A meno di 24 ore dall’apertura dello stato di agitazione proclamato dal nostro sindacato a tutela del personale della sicurezza dello scalo torinese, si registrano già disagi sia per i lavoratori sia per l’utenza.

La gestione dei filtri continua a essere terreno di “sperimentazioni” finalizzate esclusivamente a un risparmio economico ossessivo da parte del gestore SAGAT. Un risparmio che si traduce sistematicamente in un aumento dei carichi di lavoro, dello stress operativo e della pressione sulle lavoratrici e sui lavoratori degli appalti.

Il risultato è sotto gli occhi di tutti: due operatori hanno accusato un malore a causa del sovraccarico di lavoro e dell’impossibilità di usufruire di pause adeguate, rendendo necessario il ricorso al pronto soccorso dello scalo.

Questa non è un’eccezione, ma la conseguenza diretta di un modello organizzativo che denunciamo da anni e che oggi ha portato alla proclamazione dello stato di agitazione. SAGAT continua a scaricare responsabilità e carichi sulle società appaltatrici e, di fatto, sui lavoratori.

A questo si aggiungono “soluzioni” improprie e pericolose, come l’accelerazione forzata dei passaggi ai filtri attraverso la spinta delle vaschette degli effetti personali dei passeggeri. Pratiche che, oltre a essere discutibili sotto il profilo operativo, appaiono in evidente contrasto con la normativa ENAC sui controlli di sicurezza.

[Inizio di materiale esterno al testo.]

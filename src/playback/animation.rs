// src/playback/animation.rs

//! The walk-state → animation asset table.

use crate::core::{WalkError, WalkResult};
use crate::walk::WalkState;

/// Maps each of the four walk states to an asset filename.
///
/// Every state has a slot, so a lookup can never miss; `validate` only
/// guards against empty filenames coming from configuration.
#[derive(Debug, Clone, PartialEq, Eq)]
pub struct AnimationMap {
    vertex_00: String,
    vertex_01: String,
    vertex_10: String,
    vertex_11: String,
}

impl Default for AnimationMap {
    fn default() -> Self {
        Self {
            vertex_00: "simonscatanimationvertex1.mp4".to_string(),
            vertex_01: "simonscatanimationvertex2.mp4".to_string(),
            vertex_10: "simonscatanimationvertex3.mp4".to_string(),
            vertex_11: "simonscatanimationvertex4.mp4".to_string(),
        }
    }
}

impl AnimationMap {
    /// Filename for `state`, relative to the asset directory.
    pub fn asset_for(&self, state: WalkState) -> &str {
        match state {
            WalkState::S00 => &self.vertex_00,
            WalkState::S01 => &self.vertex_01,
            WalkState::S10 => &self.vertex_10,
            WalkState::S11 => &self.vertex_11,
        }
    }

    /// Replaces the filename for `state`.
    pub fn set_asset(&mut self, state: WalkState, filename: impl Into<String>) {
        let slot = match state {
            WalkState::S00 => &mut self.vertex_00,
            WalkState::S01 => &mut self.vertex_01,
            WalkState::S10 => &mut self.vertex_10,
            WalkState::S11 => &mut self.vertex_11,
        };
        *slot = filename.into();
    }

    /// Builder form of [`AnimationMap::set_asset`].
    pub fn with_asset(mut self, state: WalkState, filename: impl Into<String>) -> Self {
        self.set_asset(state, filename);
        self
    }

    /// `(state, filename)` pairs in outcome order.
    pub fn iter(&self) -> impl Iterator<Item = (WalkState, &str)> + '_ {
        WalkState::ALL.into_iter().map(move |state| (state, self.asset_for(state)))
    }

    /// Every filename must be non-empty.
    pub fn validate(&self) -> WalkResult<()> {
        for (state, filename) in self.iter() {
            if filename.trim().is_empty() {
                return Err(WalkError::Config(format!("no animation asset configured for state {}", state)));
            }
        }
        Ok(())
    }
}

#[cfg(test)]
mod tests {
    use super::*;

    #[test]
    fn test_default_map_is_total() {
        let map = AnimationMap::default();
        assert!(map.validate().is_ok());
        for state in WalkState::ALL {
            assert!(!map.asset_for(state).is_empty(), "state {} has no asset", state);
        }
        assert_eq!(map.asset_for(WalkState::S00), "simonscatanimationvertex1.mp4");
        assert_eq!(map.asset_for(WalkState::S11), "simonscatanimationvertex4.mp4");
    }

    #[test]
    fn test_override_and_validate() {
        let map = AnimationMap::default().with_asset(WalkState::S10, "custom.webm");
        assert_eq!(map.asset_for(WalkState::S10), "custom.webm");
        assert_eq!(map.iter().count(), 4);

        let broken = AnimationMap::default().with_asset(WalkState::S01, "  ");
        match broken.validate() {
            Err(WalkError::Config(msg)) => assert!(msg.contains("01")),
            other => panic!("expected config error, got {:?}", other),
        }
    }
}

Le code non si risolvono comprimendo i tempi di lavoro e mettendo sotto pressione il personale, ma attraverso una reale riorganizzazione del lavoro che garantisca sicurezza, attenzione e condizioni operative dignitose. Elementi che, ad oggi, la società di gestione continua a ignorare.

L’unico parametro che sembra interessare a SAGAT è quello della performance statistica, utile a scalare classifiche di presunta efficienza aeroportuale. Strumenti come il “through-put”, che misura il numero medio di passeggeri transitati ogni ora ai filtri di sicurezza, finiscono per trasformarsi in leve di pressione sui lavoratori, in aperto contrasto con la natura stessa dei controlli di sicurezza, che richiederebbero invece accuratezza e non velocità forzata.

Questo sistema di appalto è ormai insostenibile e va radicalmente ripensato. Le lavoratrici e i lavoratori non sono ingranaggi da spremere per raggiungere indicatori di produttività.

Lo stato di agitazione è aperto. Attiveremo tutti i passaggi previsti dalla normativa “bavaglio” sui servizi essenziali (Legge 146/1990). In assenza di risposte concrete e di un cambio reale di impostazione da parte del gestore, si andrà inevitabilmente verso lo sciopero.